**Exercise brief**
Lines with "terminal" in them are to be located in the listing below and copied.

**Task input**

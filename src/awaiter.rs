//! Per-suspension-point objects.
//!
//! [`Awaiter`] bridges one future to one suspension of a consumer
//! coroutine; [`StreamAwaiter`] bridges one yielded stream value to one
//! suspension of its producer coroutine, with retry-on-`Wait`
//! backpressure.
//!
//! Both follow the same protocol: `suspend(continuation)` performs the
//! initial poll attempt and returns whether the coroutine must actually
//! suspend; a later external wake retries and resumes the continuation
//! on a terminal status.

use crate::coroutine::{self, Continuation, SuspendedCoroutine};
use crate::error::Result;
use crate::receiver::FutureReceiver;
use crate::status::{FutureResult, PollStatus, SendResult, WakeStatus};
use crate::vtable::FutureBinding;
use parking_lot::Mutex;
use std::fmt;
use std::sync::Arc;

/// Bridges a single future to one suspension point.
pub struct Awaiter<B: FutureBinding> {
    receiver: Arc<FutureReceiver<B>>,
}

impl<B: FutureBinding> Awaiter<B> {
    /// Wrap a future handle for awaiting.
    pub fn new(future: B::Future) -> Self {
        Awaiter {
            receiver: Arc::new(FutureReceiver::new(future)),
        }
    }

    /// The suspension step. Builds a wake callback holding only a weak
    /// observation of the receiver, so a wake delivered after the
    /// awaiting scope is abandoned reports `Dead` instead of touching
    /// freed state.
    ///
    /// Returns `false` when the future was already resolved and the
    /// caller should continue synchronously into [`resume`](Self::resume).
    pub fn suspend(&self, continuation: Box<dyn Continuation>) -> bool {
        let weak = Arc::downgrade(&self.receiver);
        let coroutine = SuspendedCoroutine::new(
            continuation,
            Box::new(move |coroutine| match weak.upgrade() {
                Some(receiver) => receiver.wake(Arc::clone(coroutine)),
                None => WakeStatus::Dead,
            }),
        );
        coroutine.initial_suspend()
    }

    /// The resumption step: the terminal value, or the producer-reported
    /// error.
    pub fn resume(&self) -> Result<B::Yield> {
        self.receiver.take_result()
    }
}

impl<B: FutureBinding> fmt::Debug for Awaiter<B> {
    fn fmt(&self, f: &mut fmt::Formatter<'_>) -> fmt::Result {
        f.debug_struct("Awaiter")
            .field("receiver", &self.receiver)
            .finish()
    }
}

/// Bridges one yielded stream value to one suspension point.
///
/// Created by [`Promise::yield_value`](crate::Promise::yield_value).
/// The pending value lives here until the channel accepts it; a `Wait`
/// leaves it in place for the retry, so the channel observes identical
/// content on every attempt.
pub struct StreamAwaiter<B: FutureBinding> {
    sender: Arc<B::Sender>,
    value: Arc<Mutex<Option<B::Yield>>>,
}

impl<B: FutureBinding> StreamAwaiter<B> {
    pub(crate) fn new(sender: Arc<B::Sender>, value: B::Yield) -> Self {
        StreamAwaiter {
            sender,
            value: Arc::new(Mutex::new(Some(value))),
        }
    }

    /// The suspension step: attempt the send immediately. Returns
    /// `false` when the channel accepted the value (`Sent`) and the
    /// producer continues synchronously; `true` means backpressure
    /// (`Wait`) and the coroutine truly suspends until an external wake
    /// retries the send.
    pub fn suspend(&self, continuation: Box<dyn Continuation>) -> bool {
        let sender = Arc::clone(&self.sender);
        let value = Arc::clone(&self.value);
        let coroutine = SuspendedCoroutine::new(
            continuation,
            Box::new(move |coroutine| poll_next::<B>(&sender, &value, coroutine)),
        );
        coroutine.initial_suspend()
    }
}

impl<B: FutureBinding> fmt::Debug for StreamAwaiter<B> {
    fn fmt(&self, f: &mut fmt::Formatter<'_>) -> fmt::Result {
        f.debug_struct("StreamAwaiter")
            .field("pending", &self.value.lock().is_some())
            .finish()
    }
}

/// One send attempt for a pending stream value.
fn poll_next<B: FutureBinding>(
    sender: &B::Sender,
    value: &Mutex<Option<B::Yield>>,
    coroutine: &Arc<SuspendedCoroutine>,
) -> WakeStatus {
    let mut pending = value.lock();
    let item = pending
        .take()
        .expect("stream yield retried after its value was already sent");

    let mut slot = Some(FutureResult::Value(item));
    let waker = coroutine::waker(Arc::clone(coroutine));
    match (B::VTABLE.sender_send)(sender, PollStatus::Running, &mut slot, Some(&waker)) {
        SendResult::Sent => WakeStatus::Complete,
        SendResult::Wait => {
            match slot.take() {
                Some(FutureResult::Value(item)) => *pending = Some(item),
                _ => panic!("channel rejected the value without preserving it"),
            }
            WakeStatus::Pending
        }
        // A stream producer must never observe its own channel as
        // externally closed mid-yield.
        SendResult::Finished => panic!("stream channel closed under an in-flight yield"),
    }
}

**Written solution**
//! on a terminal status.
    /// The resumption step: the terminal value, or the producer-reported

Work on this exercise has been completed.